NASA shows off the assembled mirror of the James Webb Space Telescope, the successor of the Hubble. (Kim Hairston, Baltimore Sun video)
GREENBELT — Twenty years ago, scientists laid out a wish list for a successor to the Hubble Space Telescope, envisioning a device that could deepen knowledge of the origins of the universe.
Today, an instrument befitting that description is poised for its final tests at the NASA Goddard Space Flight Center.
The heart of the James Webb Space Telescope — a 22-foot-tall golden mirror attached to a set of four cameras and spectrographs — has been assembled inside a massive clean room on the Goddard campus.
Over the next four months, engineers will expose it to noise and violent vibrations — like those it will likely experience during a launch that's less than two years away.
The tests are the telescope's final steps at the Prince George's County installation, though a long list of preparations remains, including work to ready the Baltimore command center that will operate it from a million miles away.
The telescope is next bound for Houston in February for more testing, Los Angeles next summer for its final assembly, then a launch pad in South America in 2018.
At an event Wednesday in Greenbelt, NASA Administrator Charles Bolden celebrated the progress at Goddard.
"This was a long time coming because it's so complex," Bolden said.
Goddard has led development of the Webb telescope since its inception in the late 1990s, while NASA chose Baltimore's Space Telescope Science Institute to oversee its scientific mission and operations in 2003.
Over that time, the $8.7 billion project has survived cost and schedule overruns and four presidential administrations to get to where it is today.
Bolden and colleagues acknowledged many technical and logistical hurdles remain but said they've learned from the travails of the Hubble, which was found to have a major flaw in its primary mirror just weeks after its launch into orbit.

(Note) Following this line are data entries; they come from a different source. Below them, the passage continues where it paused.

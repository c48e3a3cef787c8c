//! Conversion logic between domain entities and DTOs.

use crate::domain::{
    ConnectionId, MessagePushError, MetricsScope, MetricsSnapshot, OutboundMessage, ReportEvent,
    ReportId, ReportPage, RoomId, RoomMembership, UnitId, UserId, ValueObjectError,
};
use crate::infrastructure::dto::{http, websocket as dto};

/// Encode an outbound message as one JSON text frame
pub fn encode(message: &OutboundMessage) -> Result<String, MessagePushError> {
    serde_json::to_string(&dto::ServerEvent::from(message))
        .map_err(|e| MessagePushError::Encode(e.to_string()))
}

// ========================================
// DTO → Domain Entity
// ========================================

impl TryFrom<dto::ReportDto> for ReportEvent {
    type Error = ValueObjectError;

    fn try_from(dto: dto::ReportDto) -> Result<Self, Self::Error> {
        Ok(Self {
            id: ReportId::new(dto.id)?,
            unit_id: UnitId::new(dto.unit_id)?,
            title: dto.title,
            description: dto.description,
            location: dto.location,
            status: dto.status.parse()?,
            priority: dto.priority.parse()?,
            student_id: dto.student_id.map(UserId::new).transpose()?,
            created_at: dto.created_at,
            updated_at: dto.updated_at,
            unit_name: dto.unit_name,
            student_name: dto.student_name,
            image_urls: dto.images,
        })
    }
}

// ========================================
// Domain Entity → DTO
// ========================================

impl From<&ReportEvent> for dto::ReportDto {
    fn from(model: &ReportEvent) -> Self {
        Self {
            id: model.id.as_str().to_string(),
            unit_id: model.unit_id.as_str().to_string(),
            title: model.title.clone(),
            description: model.description.clone(),
            location: model.location.clone(),
            status: model.status.as_str().to_string(),
            priority: model.priority.as_str().to_string(),
            student_id: model.student_id.as_ref().map(|id| id.as_str().to_string()),
            created_at: model.created_at,
            updated_at: model.updated_at,
            unit_name: model.unit_name.clone(),
            student_name: model.student_name.clone(),
            images: model.image_urls.clone(),
        }
    }
}

impl From<&MetricsSnapshot> for dto::MetricsDto {
    fn from(model: &MetricsSnapshot) -> Self {
        let scope = match &model.scope {
            MetricsScope::Global => "global".to_string(),
            MetricsScope::Unit(unit_id) => unit_id.as_str().to_string(),
        };
        Self {
            scope,
            total_reports: model.total,
            reports_pending: model.pending,
            reports_in_progress: model.in_progress,
            reports_completed: model.completed,
            low_priority_reports: model.low,
            medium_priority_reports: model.medium,
            high_priority_reports: model.high,
        }
    }
}

impl From<&ReportPage> for dto::ReportPageDto {
    fn from(model: &ReportPage) -> Self {
        Self {
            limit: model.limit,
            page: model.page,
            number_of_pages: model.number_of_pages,
            count: model.count,
            data: model.data.iter().map(dto::ReportDto::from).collect(),
        }
    }
}

impl From<&OutboundMessage> for dto::ServerEvent {
    fn from(model: &OutboundMessage) -> Self {
        match model {
            OutboundMessage::Authenticated => Self::Authenticated,
            OutboundMessage::Error { kind, message } => Self::Error(dto::ErrorPayload {
                r#type: kind.as_str().to_string(),
                message: message.clone(),
            }),
            OutboundMessage::NewReport(report) => Self::NewReport(report.into()),
            OutboundMessage::ReportUpdate(report) => Self::ReportUpdate(report.into()),
            OutboundMessage::ReportDeleted { id, unit_id } => {
                Self::ReportDeleted(dto::ReportDeletedDto {
                    id: id.as_str().to_string(),
                    unit_id: unit_id.as_str().to_string(),
                })
            }
            OutboundMessage::Metrics(snapshot) => Self::Metrics(snapshot.into()),
            OutboundMessage::InitialRecentReports(page) => Self::InitialRecentReports(page.into()),
            OutboundMessage::AnnualReports(page) => Self::AnnualReports(page.into()),
        }
    }
}

impl From<RoomMembership> for http::RoomSummaryDto {
    fn from(model: RoomMembership) -> Self {
        Self {
            id: model.room.as_str().to_string(),
            members: model.members,
        }
    }
}

impl http::RoomDetailDto {
    pub fn new(room: &RoomId, members: &[ConnectionId]) -> Self {
        Self {
            id: room.as_str().to_string(),
            unit_id: room.unit_id().map(|unit_id| unit_id.into_string()),
            members: members.iter().map(ToString::to_string).collect(),
        }
    }
}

The lesson: "If you really care about something, you better measure it at least twice," said John Mather, a senior astrophysicist at Goddard and the telescope's project scientist. "We built our entire project around that."
Webb was designed to see what Hubble and ground-based telescopes cannot. Its mirror is seven times the size of Hubble's, allowing it to see farther. It also can observe in infrared light. Hubble has limited ability to observe at that wavelength, and Earth's atmosphere blocks most infrared light from reaching even the most powerful mountaintop observatories.

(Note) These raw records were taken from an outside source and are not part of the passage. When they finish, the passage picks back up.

#[tokio::test]
async fn test_authorization_header_with_bearer_prefix() {
    // テスト項目: Authorization ヘッダーの Bearer トークンで認証できる
    // given (前提条件):
    let server = TestServer::start().await;
    let mut request = server.ws_url().into_client_request().unwrap();
    let value = HeaderValue::from_str(&format!("Bearer {}", token("admin-1"))).unwrap();
    request.headers_mut().insert(AUTHORIZATION, value);

    // when (操作):
    let (mut socket, _) = connect_async(request).await.unwrap();

    // then (期待する結果):
    assert_eq!(next_event(&mut socket).await["event"], "authenticated");
}

#[tokio::test]
async fn test_rooms_follow_roles() {
    // テスト項目: 管理者は admins、監督者とワーカーは自ユニットのルームに参加し、学生はどこにも参加しない
    // given (前提条件):
    let server = TestServer::start().await;
    let _admin = server.connect_as("admin-1").await;
    let _supervisor = server.connect_as("sup-infra").await;
    let _worker = server.connect_as("worker-infra").await;
    let _student = server.connect_as("student-1").await;

    // when (操作):
    let rooms: Value = reqwest::get(server.http_url("/api/rooms"))
        .await
        .unwrap()
        .json()
        .await
        .unwrap();

    // then (期待する結果):
    assert_eq!(
        rooms,
        json!([
            {"id": "admins", "members": 1},
            {"id": "unit_infra", "members": 2}
        ])
    );
}

#[tokio::test]
async fn test_new_report_reaches_admins_and_its_unit_only() {
    // テスト項目: sanitation のレポートは管理者と sanitation のワーカーに届き、infra のワーカーには届かない
    // given (前提条件):
    let server = TestServer::start().await;
    let mut admin = server.connect_as("admin-1").await;
    let mut infra = server.connect_as("worker-infra").await;
    let mut sanitation = server.connect_as("worker-sanitation").await;
    let created = report("r1", "sanitation", ReportStatus::Pending, ReportPriority::High);
    server.reports.insert(created.clone()).await;

    // when (操作):
    server.broadcaster.broadcast_created(&created).await;

    // then (期待する結果):
    let admin_event = next_event(&mut admin).await;
    assert_eq!(admin_event["event"], "newReport");
    assert_eq!(admin_event["data"]["id"], "r1");
    assert_eq!(next_event(&mut admin).await["event"], "metrics");

    assert_eq!(next_event(&mut sanitation).await["event"], "newReport");
    let sanitation_metrics = next_event(&mut sanitation).await;
    assert_eq!(sanitation_metrics["event"], "metrics");
    assert_eq!(sanitation_metrics["data"]["scope"], "sanitation");

    let infra_event = next_event(&mut infra).await;
    assert_eq!(infra_event["event"], "metrics");
    assert_eq!(infra_event["data"]["scope"], "infra");
    assert_eq!(infra_event["data"]["totalReports"], 0);
}

#[tokio::test]
async fn test_metrics_request_for_infra_supervisor() {
    // テスト項目: infra の 6 件（pending 3 / in_progress 2 / completed 1）が監督者のメトリクスに反映される
    // given (前提条件):
    let server = TestServer::start().await;
    for (id, status) in [
        ("r1", ReportStatus::Pending),
        ("r2", ReportStatus::Pending),
        ("r3", ReportStatus::Pending),
        ("r4", ReportStatus::InProgress),
        ("r5", ReportStatus::InProgress),
        ("r6", ReportStatus::Completed),
    ] {
        server
            .reports
            .insert(report(id, "infra", status, ReportPriority::Medium))
            .await;
    }
    let mut supervisor = server.connect_as("sup-infra").await;

    // when (操作):
    send(&mut supervisor, "getInitialMetrics").await;

    // then (期待する結果):
    let event = next_event(&mut supervisor).await;
    assert_eq!(event["event"], "metrics");
    assert_eq!(
        event["data"],
        json!({
            "scope": "infra",
            "totalReports": 6,
            "reportsPending": 3,
            "reportsInProgress": 2,
            "reportsCompleted": 1,
            "lowPriorityReports": 0,
            "mediumPriorityReports": 6,
            "highPriorityReports": 0
        })
    );
}

#[tokio::test]
async fn test_global_total_equals_status_sum() {
    // テスト項目: 管理者が受け取るグローバルの total はステータス別の合計と一致する
    // given (前提条件):
    let server = TestServer::start().await;
    server
        .reports
        .insert(report("r1", "infra", ReportStatus::InProgress, ReportPriority::Low))
        .await;
    server
        .reports
        .insert(report("r2", "sanitation", ReportStatus::Completed, ReportPriority::High))
        .await;
    let mut admin = server.connect_as("admin-1").await;

    // when (操作):
    send(&mut admin, "getInitialMetrics").await;

    // then (期待する結果):
    let event = next_event(&mut admin).await;
    let data = &event["data"];
    assert_eq!(data["scope"], "global");
    let sum = data["reportsPending"].as_u64().unwrap()
        + data["reportsInProgress"].as_u64().unwrap()
        + data["reportsCompleted"].as_u64().unwrap();
    assert_eq!(data["totalReports"].as_u64().unwrap(), sum);
    assert_eq!(sum, 2);
}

Scientists hope Webb will allow them to see how galaxies, planets and stars formed in the earliest days of the universe. Because light travels at a constant speed, what appears the farthest from Earth also takes the longest to get here.
Infrared observations also could offer more illuminating views of planets outside the solar system. The telescope will detect gases such as carbon dioxide and methane more easily, and could show if a planet has enough water vapor in its atmosphere to suggest it contains oceans.

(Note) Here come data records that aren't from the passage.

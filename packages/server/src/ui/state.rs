//! Server state shared by all handlers.

use std::sync::Arc;

use chrono::FixedOffset;
use reportcast_shared::time::Clock;

use crate::{
    domain::{CredentialVerifier, ReportStore, RoomRegistry, UserStore},
    infrastructure::room_registry::WebSocketRoomRegistry,
    usecase::{
        AuthenticateConnectionUseCase, ComputeMetricsUseCase, DisconnectConnectionUseCase,
        EventBroadcaster, FetchReportsUseCase, ResolveIdentityUseCase,
    },
};

use super::dispatch::RequestDispatcher;

/// Shared application state
pub struct AppState {
    /// ResolveIdentityUseCase（HTTP の管理者認証）
    pub resolve_identity_usecase: Arc<ResolveIdentityUseCase>,
    /// AuthenticateConnectionUseCase（接続認証のユースケース）
    pub authenticate_connection_usecase: Arc<AuthenticateConnectionUseCase>,
    /// DisconnectConnectionUseCase（接続切断のユースケース）
    pub disconnect_connection_usecase: Arc<DisconnectConnectionUseCase>,
    /// EventBroadcaster（レポートイベントのファンアウト）
    pub event_broadcaster: Arc<EventBroadcaster>,
    /// クライアントリクエストのディスパッチテーブル
    pub dispatcher: Arc<RequestDispatcher>,
    /// RoomRegistry（接続とルームの管理）
    pub registry: Arc<dyn RoomRegistry>,
}

/// External collaborators and settings the server is wired from
pub struct Dependencies {
    pub verifier: Arc<dyn CredentialVerifier>,
    pub users: Arc<dyn UserStore>,
    pub reports: Arc<dyn ReportStore>,
    pub clock: Arc<dyn Clock>,
    pub utc_offset: FixedOffset,
    pub page_limit: u32,
}

impl AppState {
    /// Wire the use cases around a fresh room registry
    pub fn new(deps: Dependencies) -> Self {
        // 1. RoomRegistry（WebSocket 実装）
        let registry: Arc<dyn RoomRegistry> = Arc::new(WebSocketRoomRegistry::new());

        // 2. UseCases
        let resolve_identity_usecase =
            Arc::new(ResolveIdentityUseCase::new(deps.verifier, deps.users));
        let authenticate_connection_usecase = Arc::new(AuthenticateConnectionUseCase::new(
            resolve_identity_usecase.clone(),
            registry.clone(),
        ));
        let disconnect_connection_usecase =
            Arc::new(DisconnectConnectionUseCase::new(registry.clone()));
        let compute_metrics_usecase = Arc::new(ComputeMetricsUseCase::new(deps.reports.clone()));
        let event_broadcaster = Arc::new(EventBroadcaster::new(
            registry.clone(),
            compute_metrics_usecase,
            deps.reports.clone(),
        ));
        let fetch_reports_usecase = Arc::new(FetchReportsUseCase::new(
            deps.reports,
            deps.clock,
            deps.utc_offset,
            deps.page_limit,
        ));

        // 3. Request dispatch table
        let dispatcher = Arc::new(RequestDispatcher::standard(
            fetch_reports_usecase,
            event_broadcaster.clone(),
        ));

        Self {
            resolve_identity_usecase,
            authenticate_connection_usecase,
            disconnect_connection_usecase,
            event_broadcaster,
            dispatcher,
            registry,
        }
    }
}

"We are opening up a whole new territory of astronomy," said Mather, who won a Nobel Prize in 2006 for work observing echoes of the Big Bang across the cosmos.
The Webb telescope's honeycomb-shaped mirror is powerful enough to spot a bee buzzing from a distance as far as the moon is from Earth, he said.
"I don't want to exaggerate, but that's beyond a miracle as far as my perspective is concerned," Mather said.
Over the next few months, the telescope will be carted out of the massive clean room inside a three-story tall tent to undergo its final tests at Goddard. It will be rattled atop platforms capable of exposing it to forces 10 times stronger than gravity, and sealed inside a sound chamber to be blasted with noise as loud as a rocket engine.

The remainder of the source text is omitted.